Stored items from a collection
——

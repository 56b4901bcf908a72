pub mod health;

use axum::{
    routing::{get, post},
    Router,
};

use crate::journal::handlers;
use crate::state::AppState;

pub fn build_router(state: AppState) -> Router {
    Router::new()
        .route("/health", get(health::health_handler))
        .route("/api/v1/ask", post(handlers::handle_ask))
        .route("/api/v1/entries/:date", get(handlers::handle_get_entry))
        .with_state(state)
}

——

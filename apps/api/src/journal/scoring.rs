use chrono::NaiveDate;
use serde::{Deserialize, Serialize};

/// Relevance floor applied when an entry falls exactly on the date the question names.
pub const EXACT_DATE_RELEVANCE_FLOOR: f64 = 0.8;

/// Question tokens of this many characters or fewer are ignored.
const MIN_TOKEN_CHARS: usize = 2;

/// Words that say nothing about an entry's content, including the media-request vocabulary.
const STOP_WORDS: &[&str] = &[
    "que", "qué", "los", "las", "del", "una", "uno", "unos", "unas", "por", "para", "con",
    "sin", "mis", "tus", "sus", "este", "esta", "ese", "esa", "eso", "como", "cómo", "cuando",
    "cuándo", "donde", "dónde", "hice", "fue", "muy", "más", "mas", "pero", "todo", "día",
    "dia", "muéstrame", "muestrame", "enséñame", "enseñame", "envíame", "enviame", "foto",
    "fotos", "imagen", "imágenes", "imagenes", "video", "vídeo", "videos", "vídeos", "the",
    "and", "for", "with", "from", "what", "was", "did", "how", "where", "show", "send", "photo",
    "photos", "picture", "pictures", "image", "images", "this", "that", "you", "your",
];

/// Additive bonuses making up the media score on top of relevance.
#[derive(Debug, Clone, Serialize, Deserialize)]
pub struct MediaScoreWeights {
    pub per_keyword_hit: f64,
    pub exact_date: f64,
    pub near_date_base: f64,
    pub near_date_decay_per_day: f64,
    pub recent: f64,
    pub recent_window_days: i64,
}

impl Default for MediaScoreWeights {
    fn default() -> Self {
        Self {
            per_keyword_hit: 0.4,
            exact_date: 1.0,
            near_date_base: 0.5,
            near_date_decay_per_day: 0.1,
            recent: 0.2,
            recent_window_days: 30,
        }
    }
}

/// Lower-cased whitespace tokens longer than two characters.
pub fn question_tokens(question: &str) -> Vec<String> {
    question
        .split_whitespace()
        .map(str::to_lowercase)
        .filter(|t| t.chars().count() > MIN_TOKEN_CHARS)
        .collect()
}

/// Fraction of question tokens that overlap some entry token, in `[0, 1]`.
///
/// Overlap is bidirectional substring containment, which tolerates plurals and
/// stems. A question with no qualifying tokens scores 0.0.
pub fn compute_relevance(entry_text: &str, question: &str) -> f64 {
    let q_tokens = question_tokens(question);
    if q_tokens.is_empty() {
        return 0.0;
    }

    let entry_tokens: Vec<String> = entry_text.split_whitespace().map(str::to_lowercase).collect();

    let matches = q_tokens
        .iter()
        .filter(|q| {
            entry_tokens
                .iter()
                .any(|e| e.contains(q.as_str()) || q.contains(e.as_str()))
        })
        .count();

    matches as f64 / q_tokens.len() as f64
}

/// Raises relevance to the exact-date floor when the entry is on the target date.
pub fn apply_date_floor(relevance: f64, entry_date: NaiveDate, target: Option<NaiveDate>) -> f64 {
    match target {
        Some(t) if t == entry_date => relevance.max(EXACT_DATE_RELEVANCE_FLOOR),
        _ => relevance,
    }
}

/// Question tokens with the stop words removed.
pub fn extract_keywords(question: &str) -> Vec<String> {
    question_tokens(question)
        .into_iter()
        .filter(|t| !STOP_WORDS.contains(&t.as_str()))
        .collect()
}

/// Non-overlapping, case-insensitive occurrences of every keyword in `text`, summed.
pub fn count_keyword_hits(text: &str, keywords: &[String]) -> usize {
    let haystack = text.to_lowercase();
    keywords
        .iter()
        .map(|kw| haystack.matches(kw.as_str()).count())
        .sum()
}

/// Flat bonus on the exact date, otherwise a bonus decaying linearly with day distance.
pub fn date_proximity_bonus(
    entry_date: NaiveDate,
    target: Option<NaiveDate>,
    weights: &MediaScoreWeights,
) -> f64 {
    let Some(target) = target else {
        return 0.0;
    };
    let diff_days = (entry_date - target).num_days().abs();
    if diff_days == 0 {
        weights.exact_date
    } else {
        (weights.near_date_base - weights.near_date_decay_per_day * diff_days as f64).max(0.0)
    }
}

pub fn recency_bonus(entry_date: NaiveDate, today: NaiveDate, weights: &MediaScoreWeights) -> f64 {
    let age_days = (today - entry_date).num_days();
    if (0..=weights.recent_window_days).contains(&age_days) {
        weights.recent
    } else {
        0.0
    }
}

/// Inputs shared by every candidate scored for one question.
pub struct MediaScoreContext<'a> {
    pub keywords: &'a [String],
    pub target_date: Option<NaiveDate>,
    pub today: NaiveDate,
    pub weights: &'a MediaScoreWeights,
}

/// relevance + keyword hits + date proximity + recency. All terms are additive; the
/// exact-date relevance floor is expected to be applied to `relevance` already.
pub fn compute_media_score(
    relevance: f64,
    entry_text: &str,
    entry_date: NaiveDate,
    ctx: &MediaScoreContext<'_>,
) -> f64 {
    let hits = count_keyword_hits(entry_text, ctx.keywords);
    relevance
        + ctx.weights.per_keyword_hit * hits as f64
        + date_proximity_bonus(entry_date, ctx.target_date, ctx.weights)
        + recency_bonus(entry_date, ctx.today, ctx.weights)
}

——

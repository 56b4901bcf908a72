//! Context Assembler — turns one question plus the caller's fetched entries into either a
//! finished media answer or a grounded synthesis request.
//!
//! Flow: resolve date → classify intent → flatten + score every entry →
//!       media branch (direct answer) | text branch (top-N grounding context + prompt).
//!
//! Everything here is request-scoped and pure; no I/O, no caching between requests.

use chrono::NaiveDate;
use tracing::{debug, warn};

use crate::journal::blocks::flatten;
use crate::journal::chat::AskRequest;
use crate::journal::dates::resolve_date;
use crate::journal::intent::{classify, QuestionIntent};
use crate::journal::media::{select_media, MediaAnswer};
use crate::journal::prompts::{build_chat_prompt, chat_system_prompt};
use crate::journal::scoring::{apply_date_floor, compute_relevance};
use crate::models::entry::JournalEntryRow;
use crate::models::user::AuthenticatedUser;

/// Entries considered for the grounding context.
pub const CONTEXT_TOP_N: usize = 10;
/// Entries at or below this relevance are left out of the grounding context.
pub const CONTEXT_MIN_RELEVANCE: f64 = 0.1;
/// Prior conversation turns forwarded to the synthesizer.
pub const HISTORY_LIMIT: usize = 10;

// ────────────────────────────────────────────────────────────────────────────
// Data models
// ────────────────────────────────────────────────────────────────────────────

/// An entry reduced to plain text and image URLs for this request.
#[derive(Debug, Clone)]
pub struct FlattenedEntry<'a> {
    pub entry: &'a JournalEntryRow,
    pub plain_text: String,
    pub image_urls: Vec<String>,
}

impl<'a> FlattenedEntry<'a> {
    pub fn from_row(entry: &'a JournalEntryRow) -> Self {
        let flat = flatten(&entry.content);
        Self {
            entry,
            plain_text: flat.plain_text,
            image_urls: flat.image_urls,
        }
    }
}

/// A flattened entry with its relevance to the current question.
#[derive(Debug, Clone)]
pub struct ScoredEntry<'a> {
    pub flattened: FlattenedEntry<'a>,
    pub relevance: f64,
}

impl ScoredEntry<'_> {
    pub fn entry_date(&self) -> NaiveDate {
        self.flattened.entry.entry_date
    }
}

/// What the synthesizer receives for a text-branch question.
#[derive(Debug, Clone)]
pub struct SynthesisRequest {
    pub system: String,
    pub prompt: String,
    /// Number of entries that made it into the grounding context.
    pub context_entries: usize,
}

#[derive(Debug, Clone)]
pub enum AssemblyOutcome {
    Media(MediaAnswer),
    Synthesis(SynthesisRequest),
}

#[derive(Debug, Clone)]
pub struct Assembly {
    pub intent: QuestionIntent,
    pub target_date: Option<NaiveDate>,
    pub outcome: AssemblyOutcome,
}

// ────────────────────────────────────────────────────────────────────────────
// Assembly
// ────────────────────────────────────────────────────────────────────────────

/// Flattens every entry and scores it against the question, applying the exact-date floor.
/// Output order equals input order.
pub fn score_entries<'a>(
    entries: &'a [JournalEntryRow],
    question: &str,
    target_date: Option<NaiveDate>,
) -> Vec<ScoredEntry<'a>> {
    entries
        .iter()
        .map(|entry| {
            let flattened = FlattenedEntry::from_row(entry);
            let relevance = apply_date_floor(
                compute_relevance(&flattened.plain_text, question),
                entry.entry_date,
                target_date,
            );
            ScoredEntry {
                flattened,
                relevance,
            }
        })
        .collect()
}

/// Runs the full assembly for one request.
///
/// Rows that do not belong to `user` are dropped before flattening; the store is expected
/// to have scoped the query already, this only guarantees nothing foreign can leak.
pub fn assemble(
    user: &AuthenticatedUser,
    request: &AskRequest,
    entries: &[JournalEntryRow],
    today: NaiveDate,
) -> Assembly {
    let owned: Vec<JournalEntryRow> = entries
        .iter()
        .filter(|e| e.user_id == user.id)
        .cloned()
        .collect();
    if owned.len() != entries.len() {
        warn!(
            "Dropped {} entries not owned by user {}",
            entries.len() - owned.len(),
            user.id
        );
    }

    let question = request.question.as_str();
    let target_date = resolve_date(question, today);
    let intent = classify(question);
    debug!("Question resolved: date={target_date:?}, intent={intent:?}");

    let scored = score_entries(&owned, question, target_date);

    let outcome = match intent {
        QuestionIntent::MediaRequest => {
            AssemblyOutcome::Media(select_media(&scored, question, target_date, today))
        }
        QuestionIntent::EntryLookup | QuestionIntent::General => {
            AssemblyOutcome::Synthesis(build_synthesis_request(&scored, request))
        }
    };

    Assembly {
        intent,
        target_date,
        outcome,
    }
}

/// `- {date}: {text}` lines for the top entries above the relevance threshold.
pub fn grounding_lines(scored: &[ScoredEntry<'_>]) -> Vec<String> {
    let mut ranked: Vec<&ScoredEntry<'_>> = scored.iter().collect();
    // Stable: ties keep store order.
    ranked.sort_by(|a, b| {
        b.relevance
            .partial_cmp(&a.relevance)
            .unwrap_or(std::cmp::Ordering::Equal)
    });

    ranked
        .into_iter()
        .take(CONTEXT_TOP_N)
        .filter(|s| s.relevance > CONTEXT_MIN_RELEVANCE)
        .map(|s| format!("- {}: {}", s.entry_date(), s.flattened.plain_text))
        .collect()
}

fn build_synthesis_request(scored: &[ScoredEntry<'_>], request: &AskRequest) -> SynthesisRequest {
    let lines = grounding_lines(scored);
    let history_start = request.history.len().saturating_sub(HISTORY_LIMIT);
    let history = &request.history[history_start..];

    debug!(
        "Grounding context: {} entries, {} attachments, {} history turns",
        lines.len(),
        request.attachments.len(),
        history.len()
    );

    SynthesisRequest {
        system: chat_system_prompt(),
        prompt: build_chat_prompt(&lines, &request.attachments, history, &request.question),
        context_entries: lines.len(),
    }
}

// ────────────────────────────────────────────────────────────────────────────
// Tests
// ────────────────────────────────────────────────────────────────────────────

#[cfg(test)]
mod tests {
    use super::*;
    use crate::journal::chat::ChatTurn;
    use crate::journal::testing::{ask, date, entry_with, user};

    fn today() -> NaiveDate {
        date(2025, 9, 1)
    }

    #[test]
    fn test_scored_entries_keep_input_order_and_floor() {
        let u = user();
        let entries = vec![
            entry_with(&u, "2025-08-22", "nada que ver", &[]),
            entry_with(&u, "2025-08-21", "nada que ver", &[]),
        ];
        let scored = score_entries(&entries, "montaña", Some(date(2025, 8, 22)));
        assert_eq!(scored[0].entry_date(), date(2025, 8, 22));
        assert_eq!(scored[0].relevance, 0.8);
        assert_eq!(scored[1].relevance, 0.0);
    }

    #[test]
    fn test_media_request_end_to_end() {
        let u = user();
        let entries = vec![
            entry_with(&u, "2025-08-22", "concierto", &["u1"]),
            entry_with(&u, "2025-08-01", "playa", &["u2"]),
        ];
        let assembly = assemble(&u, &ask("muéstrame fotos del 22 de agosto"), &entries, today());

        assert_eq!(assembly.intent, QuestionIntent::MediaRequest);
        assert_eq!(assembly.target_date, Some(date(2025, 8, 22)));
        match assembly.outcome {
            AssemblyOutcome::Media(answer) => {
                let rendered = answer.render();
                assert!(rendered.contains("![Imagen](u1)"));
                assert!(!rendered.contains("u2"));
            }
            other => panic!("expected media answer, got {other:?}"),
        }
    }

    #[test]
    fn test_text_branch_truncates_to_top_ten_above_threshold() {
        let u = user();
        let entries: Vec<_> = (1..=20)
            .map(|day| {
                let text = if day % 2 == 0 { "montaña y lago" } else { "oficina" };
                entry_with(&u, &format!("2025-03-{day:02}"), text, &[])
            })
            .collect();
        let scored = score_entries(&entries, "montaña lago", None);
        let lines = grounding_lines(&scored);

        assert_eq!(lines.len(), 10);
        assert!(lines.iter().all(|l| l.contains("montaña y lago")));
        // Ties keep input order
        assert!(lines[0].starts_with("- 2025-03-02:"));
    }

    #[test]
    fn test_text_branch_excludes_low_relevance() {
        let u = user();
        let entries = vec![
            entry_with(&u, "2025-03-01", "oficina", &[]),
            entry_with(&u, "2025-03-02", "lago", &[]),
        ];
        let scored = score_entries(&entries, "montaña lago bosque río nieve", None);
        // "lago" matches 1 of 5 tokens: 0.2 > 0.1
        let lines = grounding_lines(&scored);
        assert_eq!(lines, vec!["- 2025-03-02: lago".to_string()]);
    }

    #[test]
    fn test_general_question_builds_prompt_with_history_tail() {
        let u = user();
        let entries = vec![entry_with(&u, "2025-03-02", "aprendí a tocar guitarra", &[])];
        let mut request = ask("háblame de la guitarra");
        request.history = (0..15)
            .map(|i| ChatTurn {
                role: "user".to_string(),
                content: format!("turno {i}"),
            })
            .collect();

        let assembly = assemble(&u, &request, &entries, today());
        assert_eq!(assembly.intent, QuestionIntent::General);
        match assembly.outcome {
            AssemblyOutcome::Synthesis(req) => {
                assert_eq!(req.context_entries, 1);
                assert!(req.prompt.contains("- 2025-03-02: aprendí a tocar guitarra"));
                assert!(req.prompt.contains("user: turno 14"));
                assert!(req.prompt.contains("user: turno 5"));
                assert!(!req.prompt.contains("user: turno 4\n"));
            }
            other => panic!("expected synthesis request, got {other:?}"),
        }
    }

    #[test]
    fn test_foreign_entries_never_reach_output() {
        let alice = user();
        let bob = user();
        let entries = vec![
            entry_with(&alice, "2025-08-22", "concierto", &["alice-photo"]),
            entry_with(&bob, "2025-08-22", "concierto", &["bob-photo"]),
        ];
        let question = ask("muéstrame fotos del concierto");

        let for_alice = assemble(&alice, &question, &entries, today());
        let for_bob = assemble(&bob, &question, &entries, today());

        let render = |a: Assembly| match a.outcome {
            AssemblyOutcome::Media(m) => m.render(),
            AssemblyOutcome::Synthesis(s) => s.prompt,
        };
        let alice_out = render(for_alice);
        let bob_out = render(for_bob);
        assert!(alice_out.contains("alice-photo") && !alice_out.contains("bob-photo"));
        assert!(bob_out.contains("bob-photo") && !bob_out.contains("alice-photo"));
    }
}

——

◆ DIRECTIONS:
List every line above containing the word "applied".

◆ SOLUTION TO THIS TASK:
/// Relevance floor applied when an entry falls exactly on the date the question names.
/// exact-date relevance floor is expected to be applied to `relevance` already.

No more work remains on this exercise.